> **TASK STATEMENT**
In the records below, tally the lines that contain the word "stdio" and give only that number.
[Opening MATERIAL PROVIDED section]
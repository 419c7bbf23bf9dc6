// ABOUTME: Main library entry point for the Garth MCP server
// ABOUTME: Exposes Garmin Connect account data to AI assistants over the Model Context Protocol
//
// Licensed under the Apache License, Version 2.0 <LICENSE-APACHE or
// http://www.apache.org/licenses/LICENSE-2.0> or the MIT license
// <LICENSE-MIT or http://opensource.org/licenses/MIT>, at your
// option. This file may not be copied, modified, or distributed
// except according to those terms.

// Crate-level attributes:
// - recursion_limit: Increased from default 128 to 256 for complex derive macros
//   (serde, thiserror) on deeply nested types like protocol responses
// - deny(unsafe_code): this crate has no business touching unsafe
#![recursion_limit = "256"]
#![deny(unsafe_code)]

//! # Garth MCP Server
//!
//! A Model Context Protocol (MCP) server exposing Garmin Connect account data
//! to Claude and other protocol-aware clients. The server resumes a Garmin
//! session from the `GARTH_TOKEN` environment variable and serves tools for
//! activities, sleep, stress, HRV, steps, hydration, devices, and more over
//! stdio.
//!
//! ## Features
//!
//! - **Session resumption**: loads saved `OAuth1`/`OAuth2` tokens from `GARTH_TOKEN`
//! - **Transparent refresh**: expired `OAuth2` access tokens are re-minted from
//!   the stored `OAuth1` token, no re-login required
//! - **MCP protocol**: standard stdio interface for Claude and other AI assistants
//! - **27 tools**: profile, statistics, wellness ranges, activities, devices,
//!   gear, and consolidated snapshots
//!
//! ## Quick Start
//!
//! 1. Log in once with a garth-compatible client and export the session as
//!    `GARTH_TOKEN`
//! 2. Start the server with `garth-mcp-server`
//! 3. Connect from Claude Desktop or any MCP client speaking stdio
//!
//! ## Architecture
//!
//! - **garmin**: session tokens, `OAuth1` signing, token exchange, Connect API client
//! - **mcp**: protocol schema, request routing, stdio transport
//! - **tools**: tool schemas and the executor mapping tool calls to Connect endpoints
//! - **config**: environment-driven runtime configuration
//!
//! ## Example Usage
//!
//! ```rust,no_run
//! use garth_mcp_server::config::environment::ServerConfig;
//! use garth_mcp_server::errors::AppResult;
//!
//! fn main() -> AppResult<()> {
//!     let config = ServerConfig::from_env()?;
//!     println!("Garth MCP Server for domain: {}", config.garmin.domain);
//!     Ok(())
//! }
//! ```

/// Environment-based configuration management
pub mod config;

/// Protocol, endpoint, and tool name constants
pub mod constants;

/// Unified error handling system
pub mod errors;

/// Garmin Connect session and API client
pub mod garmin;

/// Logging configuration and structured logging setup
pub mod logging;

/// Model Context Protocol server implementation
pub mod mcp;

/// MCP tool schemas and execution
pub mod tools;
[Closing MATERIAL PROVIDED section]
> **ANSWER TO THIS EXERCISE**
4